O grande nó para o avanço da liberdade econômica no país continua a
ser a questão fiscal e o gasto governamental, dois critérios nos quais o
Brasil regrediu em 2019, com deprimentes 4,6 pontos (novamente, em
escala de zero a 100) no item “saúde fiscal”. Afinal, o país continua a
colecionar déficits primários ano após ano, e mesmo antes do coronavírus
já se estimava que 2020 não seria diferente, com um rombo ainda maior
que o do ano passado, amenizado apenas pela entrada de receitas
extraordinárias, como as do leilão do pré-sal.
E a pandemia tem tudo para terminar de destruir o que restava da
saúde fiscal do país.

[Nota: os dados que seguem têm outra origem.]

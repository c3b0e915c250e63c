//! Host port: the RT-Thread primitive set on top of std threads
//!
//! Threads are std threads and the host OS decides who runs; priorities are
//! recorded and order wait lists but do not preempt anything. The tick is
//! virtual and only moves in [`rt_tick_increase`], which is also where thread
//! timeouts and timers expire. Suspending or deleting another thread takes
//! effect at that thread's next kernel entry. A suspend is a hold kept apart
//! from any wait: a thread suspended while waiting finishes the wait and then
//! stays stopped until resumed.

mod event;
mod ipc;
mod irq;
mod mq;
mod thread;
mod timer;

pub use event::*;
pub use ipc::*;
pub use irq::*;
pub use mq::*;
pub use thread::*;
pub use timer::*;

/// Kernel result code: `RT_EOK` or a negated error constant
pub type RtErr = i32;
/// Kernel tick
pub type RtTick = u32;

pub const RT_EOK: RtErr = 0;
pub const RT_ERROR: RtErr = 1;
pub const RT_ETIMEOUT: RtErr = 2;
pub const RT_EFULL: RtErr = 3;
pub const RT_EEMPTY: RtErr = 4;
pub const RT_ENOMEM: RtErr = 5;
pub const RT_ENOSYS: RtErr = 6;
pub const RT_EBUSY: RtErr = 7;
pub const RT_EIO: RtErr = 8;
pub const RT_EINTR: RtErr = 9;
pub const RT_EINVAL: RtErr = 10;

/// Block until the object is signalled
pub const RT_WAITING_FOREVER: i32 = -1;
/// Do not block at all
pub const RT_WAITING_NO: i32 = 0;

pub const RT_TICK_PER_SECOND: u32 = 1000;
pub const RT_NAME_MAX: usize = 8;
pub const RT_THREAD_PRIORITY_MAX: u8 = 32;
pub const RT_SEM_VALUE_MAX: u16 = u16::MAX;
pub const RT_MUTEX_HOLD_MAX: u8 = u8::MAX;
pub const RT_ALIGN_SIZE: usize = core::mem::size_of::<usize>();

/// IPC wait lists ordered by thread priority
pub const RT_IPC_FLAG_PRIO: u8 = 0x01;

/// Kernel object class, doubles as the "created" tag of every object
#[derive(Debug, Clone, Copy, PartialEq, Eq)]
#[repr(u8)]
pub enum RtObjectClass {
    Null = 0,
    Thread = 1,
    Semaphore = 2,
    Mutex = 3,
    Event = 4,
    MessageQueue = 6,
    Timer = 10,
}

/// Round `size` up to the kernel alignment
#[inline]
pub const fn rt_align(size: usize) -> usize {
    (size + RT_ALIGN_SIZE - 1) & !(RT_ALIGN_SIZE - 1)
}

/// `true` once `now` has reached `deadline`, tolerating tick wrap-around
#[inline]
pub(crate) fn tick_reached(now: RtTick, deadline: RtTick) -> bool {
    (now.wrapping_sub(deadline) as i32) >= 0
}

/// Clip an object name the way the kernel stores it
#[inline]
pub(crate) fn clip_name(name: &'static str) -> &'static str {
    match name.char_indices().nth(RT_NAME_MAX) {
        Some((idx, _)) => &name[..idx],
        None => name,
    }
}

#[cfg(test)]
mod tests {
    use super::*;

    #[test]
    fn align_rounds_up_to_word() {
        assert_eq!(rt_align(0), 0);
        assert_eq!(rt_align(1), RT_ALIGN_SIZE);
        assert_eq!(rt_align(RT_ALIGN_SIZE), RT_ALIGN_SIZE);
        assert_eq!(rt_align(RT_ALIGN_SIZE + 1), 2 * RT_ALIGN_SIZE);
    }

    #[test]
    fn tick_compare_wraps() {
        assert!(tick_reached(10, 10));
        assert!(tick_reached(11, 10));
        assert!(!tick_reached(9, 10));
        assert!(tick_reached(2, u32::MAX - 1));
    }

    #[test]
    fn names_are_clipped() {
        assert_eq!(clip_name("short"), "short");
        assert_eq!(clip_name("a_rather_long_name"), "a_rather");
    }
}
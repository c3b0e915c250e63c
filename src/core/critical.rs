//! Critical section handling
//!
//! The wrapper never disables interrupts itself: entering a critical section
//! is forwarded to the kernel's `rt_hw_interrupt_disable`/`enable` pair.

use crate::port::{self, RtLevel};

/// RAII guard for critical sections
///
/// When this guard is created the kernel critical section is entered.
/// When it is dropped, the previous state is restored.
pub struct CriticalSection {
    level: RtLevel,
}

impl CriticalSection {
    /// Enter a critical section.
    #[inline(always)]
    pub fn enter() -> Self {
        CriticalSection {
            level: port::rt_hw_interrupt_disable(),
        }
    }

    /// Token proving the critical section is held, for [`CsCell`](crate::core::cs_cell::CsCell)
    #[inline(always)]
    pub(crate) fn token(&self) -> critical_section::CriticalSection<'_> {
        // SAFETY: the guard holds the critical section until it is dropped,
        // and the token cannot outlive the guard.
        unsafe { critical_section::CriticalSection::new() }
    }
}

impl Drop for CriticalSection {
    #[inline(always)]
    fn drop(&mut self) {
        port::rt_hw_interrupt_enable(self.level);
    }
}

/// Execute a closure inside the kernel critical section
#[inline]
pub fn critical_section<F, R>(f: F) -> R
where
    F: FnOnce(&CriticalSection) -> R,
{
    let cs = CriticalSection::enter();
    f(&cs)
}

/// Check if currently executing in an ISR context
#[inline]
pub fn is_isr_context() -> bool {
    port::rt_interrupt_get_nest() > 0
}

Quando conseguiu do Congresso o reconhecimento do
estado de calamidade pública, o governo ainda trabalhava com um cenário
no qual o gasto adicional seria pouco e destinado apenas à saúde, com a
maior parte das medidas econômicas consistindo em adiamento de impostos,
antecipação de benefícios e novas linhas de crédito. À medida que o
caos foi se instalando e ficou claro que a atividade econômica seria
paralisada por tempo considerável, ficou clara a necessidade de colocar
mais dinheiro público para garantir que empresas não quebrem e
trabalhadores tenham como sustentar a si mesmos e suas famílias. Em 30
de março, relatório do Tesouro Nacional já projetava um déficit primário
de R$ 400 bilhões neste ano.
Os gastos são necessários em circunstâncias extraordinárias, mas
deixarão consequências duradouras. Como explicou à Gazeta do Povo o
coordenador do Centro de Liberdade Econômica da Universidade Mackenzie,
Vladimir Maciel, ainda sofremos as consequências do aumento do gasto
público e do tamanho do Estado no pós-crise de 2008, quando a liberdade
econômica no Brasil começou a regredir de forma mais drástica. E não nos
esqueçamos de que nem naquela época se observou um ataque frontal à
liberdade econômica da magnitude verificada agora, com a suspensão por
decreto de diversas atividades. Só o que serve de consolo neste momento é
o fato de que as medidas restritivas de agora são o resultado de uma
situação excepcional, e não de uma ideologia intervencionista do poder
público – especialmente quando falamos do governo federal, o mais
comprometido com a liberdade econômica a ocupar o Palácio do Planalto
nos últimos anos.
Por fim, a pandemia ainda impacta a própria agenda de reformas, que
passou para o segundo plano: é altamente improvável que uma reforma
tributária seja aprovada ainda no primeiro semestre, como se estimava no
início do ano; quanto à reforma administrativa, nem chegou a ser
enviada ao Congresso pelo governo, e talvez nem o seja enquanto durar o
surto do coronavírus.
Não é simples reverter um movimento tão forte de expansão do gasto
público e dos poderes governamentais como o que está ocorrendo agora. A
economia global jamais será a mesma depois da pandemia em muitos
aspectos, mas, do ponto de vista fiscal e legal, poderemos dar-nos por
satisfeitos se o país for capaz de retornar ao esforço de ajuste e de
desburocratização que vinha sendo empregado até semanas atrás, para
poder continuar avançando de onde parou. Só essa normalização já
consumirá todo o esforço que poderíamos ter devotado ao prosseguimento
das reformas em 2020, se o mundo não tivesse sido engolido pelo caos.